Where the available information did not allow the uncertainties in the component emission factors and activity rates to be estimated meaningfully, uncertainties in emissions were estimated directly. Uncertainties in emissions from flaring were estimated by comparing the current estimate with that of a recent study by the UK Offshore Operators Association [9]. In the context of land use change, there is no corresponding category in the NAEI, although the estimates are reported under the IPCC categories 5A to 5D. The estimates of emissions and associated uncertainties have therefore been based on work undertaken at the Institute of Terrestrial Ecology (ITE) [10, 11] including research undertaken for the DETR [12]. These were estimated directly by ITE experts on the basis of past research.

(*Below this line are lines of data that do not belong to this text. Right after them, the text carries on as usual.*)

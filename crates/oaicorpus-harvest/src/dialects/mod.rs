//! Record Readers: one per metadata dialect, all sharing the OAI-PMH
//! envelope. A reader turns one harvested page into a flat attribute bag
//! per record; everything downstream works on `FieldMap`s only.

pub mod didl;
pub mod dim;
pub mod oai_dc;
pub mod xoai;

use oaicorpus_core::{Cluster, Dialect, FieldMap, Publisher, PublicationHeader};
use quick_xml::de::from_str;
use serde::Deserialize;
use serde::de::DeserializeOwned;

use crate::error::{HarvestError, Result};

// ─── Envelope ───────────────────────────────────────────────

#[derive(Debug, Deserialize)]
struct OaiPmh<M> {
    #[serde(rename = "ListRecords")]
    list_records: Option<ListRecords<M>>,
    error: Option<ResponseError>,
}

#[derive(Debug, Deserialize)]
struct ListRecords<M> {
    #[serde(rename = "record", default = "Vec::new")]
    records: Vec<OaiRecord<M>>,
    #[serde(rename = "resumptionToken")]
    resumption_token: Option<ResumptionToken>,
}

#[derive(Debug, Deserialize)]
struct OaiRecord<M> {
    header: RecordHeader,
    metadata: Option<M>,
}

#[derive(Debug, Deserialize)]
struct RecordHeader {
    identifier: String,
    #[serde(rename = "@status")]
    status: Option<String>,
}

impl RecordHeader {
    fn is_deleted(&self) -> bool {
        self.status.as_deref() == Some("deleted")
    }
}

#[derive(Debug, Deserialize)]
struct ResumptionToken {
    #[serde(rename = "$text")]
    value: Option<String>,
}

#[derive(Debug, Deserialize)]
struct ResponseError {
    #[serde(rename = "@code")]
    code: Option<String>,
    #[serde(rename = "$text")]
    message: Option<String>,
}

// ─── Page parsing ───────────────────────────────────────────

/// One parsed harvest page: the surviving records plus the continuation
/// cursor, if any.
#[derive(Debug)]
pub struct ParsedPage {
    pub records: Vec<(PublicationHeader, FieldMap)>,
    pub resumption_token: Option<String>,
}

/// Dialect-specific metadata payload of one record.
trait MetadataContainer {
    /// Flatten into the dialect-independent attribute bag, or `None`
    /// when the expected inner container is missing.
    fn into_fields(self) -> Option<FieldMap>;
}

/// Parse one page of the given dialect. Deleted records are dropped
/// here; a live record without its metadata container aborts the file.
pub fn parse_page(dialect: Dialect, xml: &str, file: &str) -> Result<ParsedPage> {
    match dialect {
        Dialect::OaiDc => parse_with::<oai_dc::OaiDcMetadata>(xml, file),
        Dialect::Dim => parse_with::<dim::DimMetadata>(xml, file),
        Dialect::Didl => parse_with::<didl::DidlMetadata>(xml, file),
        Dialect::Xoai => parse_with::<xoai::XoaiMetadata>(xml, file),
    }
}

fn parse_with<M>(xml: &str, file: &str) -> Result<ParsedPage>
where
    M: DeserializeOwned + MetadataContainer,
{
    let doc: OaiPmh<M> = from_str(xml).map_err(|e| HarvestError::Parse(format!("{file}: {e}")))?;
    if let Some(error) = doc.error {
        return Err(HarvestError::Api(
            file.to_string(),
            format!(
                "{}: {}",
                error.code.unwrap_or_default(),
                error.message.unwrap_or_default()
            ),
        ));
    }
    let listing = doc
        .list_records
        .ok_or_else(|| HarvestError::Parse(format!("{file}: no ListRecords element")))?;

    let mut records = Vec::with_capacity(listing.records.len());
    for record in listing.records {
        if record.header.is_deleted() {
            continue;
        }
        let header = PublicationHeader {
            identifier: record.header.identifier.clone(),
            is_deleted: false,
        };
        let fields = record
            .metadata
            .and_then(MetadataContainer::into_fields)
            .ok_or_else(|| HarvestError::MalformedRecord {
                file: file.to_string(),
                detail: format!("record {} has no metadata container", header.identifier),
            })?;
        records.push((header, fields));
    }

    Ok(ParsedPage {
        records,
        resumption_token: listing
            .resumption_token
            .and_then(|t| t.value)
            .filter(|t| !t.is_empty()),
    })
}

/// Extract only the continuation cursor of a page, ignoring the records.
/// The harvest loop persists raw pages and does not need the payload.
pub fn page_resumption_token(xml: &str) -> Result<Option<String>> {
    #[derive(Debug, Deserialize)]
    struct TokenOnlyListing {
        #[serde(rename = "resumptionToken")]
        resumption_token: Option<ResumptionToken>,
    }
    #[derive(Debug, Deserialize)]
    struct TokenOnly {
        #[serde(rename = "ListRecords")]
        list_records: Option<TokenOnlyListing>,
    }

    let doc: TokenOnly = from_str(xml).map_err(|e| HarvestError::Parse(e.to_string()))?;
    Ok(doc
        .list_records
        .and_then(|l| l.resumption_token)
        .and_then(|t| t.value)
        .filter(|t| !t.is_empty()))
}

// ─── Publisher resolution ───────────────────────────────────

/// Per-dialect publisher resolution, selected by the dialect tag.
///
/// Theses publish through their university (`publisher` element);
/// publications carry a (journal title, publisher name) pair whose
/// location differs per dialect. DIDL carries neither, which is a valid
/// outcome, not an error.
pub fn resolve_publisher(dialect: Dialect, cluster: Cluster, fields: &FieldMap) -> Publisher {
    fn first_text<'a>(fields: &'a FieldMap, element: &str) -> Option<&'a str> {
        fields
            .get(element)
            .and_then(|f| f.first())
            .map(|f| f.text.as_str())
    }
    fn first_qualified<'a>(fields: &'a FieldMap, element: &str, qualifier: &str) -> Option<&'a str> {
        fields
            .get(element)?
            .iter()
            .find(|f| f.qualifier == qualifier)
            .map(|f| f.text.as_str())
    }

    match (dialect, cluster) {
        (Dialect::Didl, _) => Publisher::default(),
        (_, Cluster::Thesis) => Publisher {
            title: None,
            name: first_text(fields, "publisher").map(str::to_string),
        },
        (Dialect::Dim, _) => Publisher {
            title: first_qualified(fields, "bibliographicCitation", "journaltitle")
                .map(str::to_string),
            name: first_qualified(fields, "bibliographicCitation", "publishername")
                .map(str::to_string),
        },
        (Dialect::Xoai, _) => Publisher {
            title: first_text(fields, "container-title").map(str::to_string),
            name: first_text(fields, "container-publisher-name").map(str::to_string),
        },
        (Dialect::OaiDc, _) => Publisher {
            title: None,
            name: first_text(fields, "publisher").map(str::to_string),
        },
    }
}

The uncertainties in forest biomass and timber products change, forest and grassland conversion (soil carbon release) and abandonment were inferred from variation in model parameters, and used to formulate truncated normal distributions. Uncertainties in forest and grassland conversion (above ground biomass decay), upland peat drainage, lowland wetland drainage and peat extraction were specified using expert judgement, and to reflect the lower confidence in this assignment, the emissions were represented in the main as uniform distributions.4
In accordance with IPCC reporting instructions [6], removals of carbon dioxide which result from activities such as land use change are not subtracted from the gross emissions, but are analysed and reported separately as sinks.

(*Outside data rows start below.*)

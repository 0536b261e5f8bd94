//! Per-field inspection dumps of a built corpus.
//!
//! These are simple serialized mappings meant for eyeballing the data,
//! not for downstream consumption. All of them iterate the corpus in
//! identifier order, so repeated dumps of the same corpus are
//! byte-identical.

use std::collections::BTreeMap;

use oaicorpus_core::{Contributor, NormalizedRecord, Role};

use crate::language::{EnglishCheck, LanguageDetector};

/// All distinct contributor names with the record ids they appear on.
pub fn authors_by_name(
    corpus: &BTreeMap<String, NormalizedRecord>,
) -> BTreeMap<String, Vec<String>> {
    let mut by_name: BTreeMap<String, Vec<String>> = BTreeMap::new();
    for (id, record) in corpus {
        for author in real_contributors(record) {
            by_name.entry(author.name.clone()).or_default().push(id.clone());
        }
    }
    by_name
}

/// Contributor names per record.
pub fn authors_by_record(
    corpus: &BTreeMap<String, NormalizedRecord>,
) -> BTreeMap<String, Vec<String>> {
    corpus
        .iter()
        .map(|(id, record)| {
            let names = real_contributors(record)
                .map(|a| a.name.clone())
                .collect();
            (id.clone(), names)
        })
        .collect()
}

/// Subject values per record.
pub fn subjects_by_record(
    corpus: &BTreeMap<String, NormalizedRecord>,
) -> BTreeMap<String, Vec<String>> {
    corpus
        .iter()
        .map(|(id, record)| {
            let values = record.subjects.iter().map(|s| s.value.clone()).collect();
            (id.clone(), values)
        })
        .collect()
}

/// The reversed view: each distinct subject value with the record ids
/// it occurs on.
pub fn subjects_by_value(
    corpus: &BTreeMap<String, NormalizedRecord>,
) -> BTreeMap<String, Vec<String>> {
    let mut by_value: BTreeMap<String, Vec<String>> = BTreeMap::new();
    for (id, record) in corpus {
        for subject in &record.subjects {
            by_value
                .entry(subject.value.clone())
                .or_default()
                .push(id.clone());
        }
    }
    by_value
}

/// Records whose title or abstract the detector unanimously calls some
/// one non-English language, despite having been selected as the
/// canonical value. Each flagged record maps the offending field to the
/// agreed language code; clean records are absent.
pub fn foreign_language_records(
    corpus: &BTreeMap<String, NormalizedRecord>,
    check: &EnglishCheck,
    detector: &dyn LanguageDetector,
) -> BTreeMap<String, BTreeMap<&'static str, String>> {
    let mut flagged = BTreeMap::new();
    for (id, record) in corpus {
        let mut fields = BTreeMap::new();
        for (name, text) in [
            ("title", record.title.as_deref()),
            ("abstract", record.abstract_text.as_deref()),
        ] {
            let Some(text) = text else { continue };
            if let Some(vote) = check.confident_foreign(detector, text) {
                fields.insert(name, vote.language);
            }
        }
        if !fields.is_empty() {
            flagged.insert(id.clone(), fields);
        }
    }
    flagged
}

/// Contributor entries whose name is actually an email address slip
/// through some repositories; the dumps skip them.
fn real_contributors(record: &NormalizedRecord) -> impl Iterator<Item = &Contributor> {
    record
        .authors
        .iter()
        .filter(|a| a.role != Role::Unknown || !a.name.contains('@'))
}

3.1.2 Uncertainties in Estimates for 2010
The emission factors utilised for 2010, together with their uncertainty estimates, were assumed to be unchanged from 1990.
With the exception of the Other Industry sector (see below), the combustion source data for all sectors excluding the electricity supply industry were generated as follows. The activity rates for the 2010 scenario were calculated using data given in Energy Paper 65 [13]. They were derived by multiplying the 1990 activity values by the ratio of the values of final energy demand by fuel for 1990 and the mean of the Central High and Central Low scenarios for 2010 (Tables A1 to A12 in above reference). This ratio effectively accounts for predicted changes in usage between 1990 and 2010.
The activity rates for 2010 for all fuels for the Other Industry sector and all fuels apart from natural gas for the electricity supply industry were evaluated by applying a second factor, derived from Tables E2 to E6 of Energy Paper 65 [13]. This factor was applied to the 1990 emission values to generate those for 2010, and ensured consistency with the predicted emissions of carbon dioxide by end user.
As the natural gas usage for the electricity supply industry for 1990 quoted in Energy Paper 65 [13] was zero, a valid ratio for the increase between 1990 and 2010 could not be generated. The emission 5 was calculated directly from the mean of the predicted values of natural gas usage for the Central High and Central Low scenarios given in Table C3 of Reference 13.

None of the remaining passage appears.